[Start of section]

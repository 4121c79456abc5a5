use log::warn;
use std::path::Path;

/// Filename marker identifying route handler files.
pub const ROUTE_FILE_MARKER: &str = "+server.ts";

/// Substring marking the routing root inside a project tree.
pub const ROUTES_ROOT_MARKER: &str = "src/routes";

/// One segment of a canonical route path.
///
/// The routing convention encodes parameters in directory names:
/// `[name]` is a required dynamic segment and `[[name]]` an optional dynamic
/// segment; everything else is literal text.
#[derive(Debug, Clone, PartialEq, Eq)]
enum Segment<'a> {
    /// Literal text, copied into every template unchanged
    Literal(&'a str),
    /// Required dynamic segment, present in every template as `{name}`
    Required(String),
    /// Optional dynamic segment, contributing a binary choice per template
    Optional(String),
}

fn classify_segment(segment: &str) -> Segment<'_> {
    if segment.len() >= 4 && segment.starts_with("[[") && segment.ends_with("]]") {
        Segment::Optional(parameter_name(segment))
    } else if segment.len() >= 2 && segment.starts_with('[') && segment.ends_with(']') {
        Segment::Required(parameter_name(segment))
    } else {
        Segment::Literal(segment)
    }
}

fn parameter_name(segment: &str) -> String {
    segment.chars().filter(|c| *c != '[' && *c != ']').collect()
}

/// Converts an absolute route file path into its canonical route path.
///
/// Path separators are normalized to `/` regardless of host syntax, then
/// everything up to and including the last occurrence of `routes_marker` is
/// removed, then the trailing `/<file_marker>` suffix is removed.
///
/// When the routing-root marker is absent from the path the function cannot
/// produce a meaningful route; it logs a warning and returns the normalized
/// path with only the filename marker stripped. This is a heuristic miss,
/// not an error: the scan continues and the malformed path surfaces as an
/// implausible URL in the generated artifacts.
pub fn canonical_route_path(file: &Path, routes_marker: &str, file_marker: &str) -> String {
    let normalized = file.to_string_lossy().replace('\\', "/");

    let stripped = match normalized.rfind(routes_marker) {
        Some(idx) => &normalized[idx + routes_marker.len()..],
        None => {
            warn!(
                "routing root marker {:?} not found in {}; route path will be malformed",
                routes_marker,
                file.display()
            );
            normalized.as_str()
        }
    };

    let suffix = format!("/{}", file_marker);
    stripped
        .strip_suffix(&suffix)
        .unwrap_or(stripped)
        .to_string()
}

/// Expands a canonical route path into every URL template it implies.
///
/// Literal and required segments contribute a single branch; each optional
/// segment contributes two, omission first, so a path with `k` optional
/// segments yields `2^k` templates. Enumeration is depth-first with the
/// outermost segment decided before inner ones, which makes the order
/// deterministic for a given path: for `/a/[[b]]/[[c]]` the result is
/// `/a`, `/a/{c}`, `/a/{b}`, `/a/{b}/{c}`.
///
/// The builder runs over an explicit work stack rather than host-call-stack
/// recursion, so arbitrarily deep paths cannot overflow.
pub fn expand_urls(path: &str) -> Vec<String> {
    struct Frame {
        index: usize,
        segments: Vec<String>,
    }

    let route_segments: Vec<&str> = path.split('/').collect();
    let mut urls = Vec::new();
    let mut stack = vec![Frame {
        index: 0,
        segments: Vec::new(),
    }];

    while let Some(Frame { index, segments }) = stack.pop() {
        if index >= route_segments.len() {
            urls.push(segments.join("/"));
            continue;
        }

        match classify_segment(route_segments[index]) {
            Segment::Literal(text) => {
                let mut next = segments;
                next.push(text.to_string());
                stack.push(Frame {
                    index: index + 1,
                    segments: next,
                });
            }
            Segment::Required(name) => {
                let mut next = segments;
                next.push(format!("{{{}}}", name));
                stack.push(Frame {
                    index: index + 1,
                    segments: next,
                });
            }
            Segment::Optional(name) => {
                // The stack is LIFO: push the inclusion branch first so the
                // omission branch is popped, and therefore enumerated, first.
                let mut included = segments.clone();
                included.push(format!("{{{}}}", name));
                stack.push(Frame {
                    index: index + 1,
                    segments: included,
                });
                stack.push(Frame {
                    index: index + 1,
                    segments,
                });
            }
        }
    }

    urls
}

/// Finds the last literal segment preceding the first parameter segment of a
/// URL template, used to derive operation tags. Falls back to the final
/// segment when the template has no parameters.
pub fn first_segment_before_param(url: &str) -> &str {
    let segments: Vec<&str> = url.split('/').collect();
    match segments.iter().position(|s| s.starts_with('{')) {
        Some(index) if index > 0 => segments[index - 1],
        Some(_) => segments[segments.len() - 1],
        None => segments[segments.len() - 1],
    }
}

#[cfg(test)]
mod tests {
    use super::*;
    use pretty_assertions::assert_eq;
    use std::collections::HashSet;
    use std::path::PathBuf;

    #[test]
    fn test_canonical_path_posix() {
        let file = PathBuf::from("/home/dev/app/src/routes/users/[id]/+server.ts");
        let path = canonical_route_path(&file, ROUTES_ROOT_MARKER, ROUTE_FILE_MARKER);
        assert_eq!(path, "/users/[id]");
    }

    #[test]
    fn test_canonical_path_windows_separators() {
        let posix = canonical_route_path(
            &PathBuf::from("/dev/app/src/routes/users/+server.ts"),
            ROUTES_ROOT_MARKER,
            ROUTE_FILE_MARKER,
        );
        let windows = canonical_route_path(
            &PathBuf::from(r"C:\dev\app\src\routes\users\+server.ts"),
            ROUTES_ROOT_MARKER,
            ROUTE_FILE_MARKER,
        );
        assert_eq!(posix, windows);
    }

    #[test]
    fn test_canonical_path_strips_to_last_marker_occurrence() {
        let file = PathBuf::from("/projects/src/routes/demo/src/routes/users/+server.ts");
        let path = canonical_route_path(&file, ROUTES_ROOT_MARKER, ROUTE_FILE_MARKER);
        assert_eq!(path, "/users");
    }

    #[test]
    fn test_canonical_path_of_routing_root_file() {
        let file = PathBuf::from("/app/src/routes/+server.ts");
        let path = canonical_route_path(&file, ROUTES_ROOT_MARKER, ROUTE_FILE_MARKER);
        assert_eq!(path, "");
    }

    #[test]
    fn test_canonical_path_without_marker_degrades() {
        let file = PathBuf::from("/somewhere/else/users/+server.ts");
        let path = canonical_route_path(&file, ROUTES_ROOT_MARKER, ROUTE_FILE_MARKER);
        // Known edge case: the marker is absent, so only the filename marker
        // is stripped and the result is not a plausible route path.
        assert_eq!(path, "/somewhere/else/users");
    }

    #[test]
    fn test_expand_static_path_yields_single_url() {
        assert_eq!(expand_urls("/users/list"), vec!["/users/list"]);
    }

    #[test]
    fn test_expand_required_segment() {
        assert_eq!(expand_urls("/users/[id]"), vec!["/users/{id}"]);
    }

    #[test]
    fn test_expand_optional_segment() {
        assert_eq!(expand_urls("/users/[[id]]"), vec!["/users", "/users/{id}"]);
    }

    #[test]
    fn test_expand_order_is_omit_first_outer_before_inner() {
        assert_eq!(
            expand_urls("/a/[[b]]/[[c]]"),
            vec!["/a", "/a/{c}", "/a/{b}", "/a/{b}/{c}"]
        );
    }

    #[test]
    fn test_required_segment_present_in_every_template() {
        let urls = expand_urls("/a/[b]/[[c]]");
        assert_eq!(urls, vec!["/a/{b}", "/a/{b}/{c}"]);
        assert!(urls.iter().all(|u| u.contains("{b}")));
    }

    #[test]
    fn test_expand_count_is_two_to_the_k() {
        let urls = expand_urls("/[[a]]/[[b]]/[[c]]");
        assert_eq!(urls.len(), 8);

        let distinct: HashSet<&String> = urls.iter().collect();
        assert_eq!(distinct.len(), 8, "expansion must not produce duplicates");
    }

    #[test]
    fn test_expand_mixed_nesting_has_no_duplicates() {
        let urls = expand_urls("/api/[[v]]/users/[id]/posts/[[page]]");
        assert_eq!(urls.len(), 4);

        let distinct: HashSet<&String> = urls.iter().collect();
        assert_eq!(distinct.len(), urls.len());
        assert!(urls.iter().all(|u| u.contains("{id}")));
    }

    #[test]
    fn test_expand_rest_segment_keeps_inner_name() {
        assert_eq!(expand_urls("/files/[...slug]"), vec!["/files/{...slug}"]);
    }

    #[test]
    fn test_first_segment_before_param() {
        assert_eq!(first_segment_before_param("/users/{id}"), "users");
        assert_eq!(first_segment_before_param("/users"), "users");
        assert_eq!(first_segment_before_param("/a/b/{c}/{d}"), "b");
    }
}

[End of section]

▸ **Task**: Give the lines of the material above again, exactly, from its first line through the line that contains "an optional dynamic" and no further.

▸ **Expected output**:
repository 4121c79456abc5a5
use log::warn;
use std::path::Path;

/// Filename marker identifying route handler files.
pub const ROUTE_FILE_MARKER: &str = "+server.ts";

/// Substring marking the routing root inside a project tree.
pub const ROUTES_ROOT_MARKER: &str = "src/routes";

/// One segment of a canonical route path.
///
/// The routing convention encodes parameters in directory names:
/// `[name]` is a required dynamic segment and `[[name]]` an optional dynamic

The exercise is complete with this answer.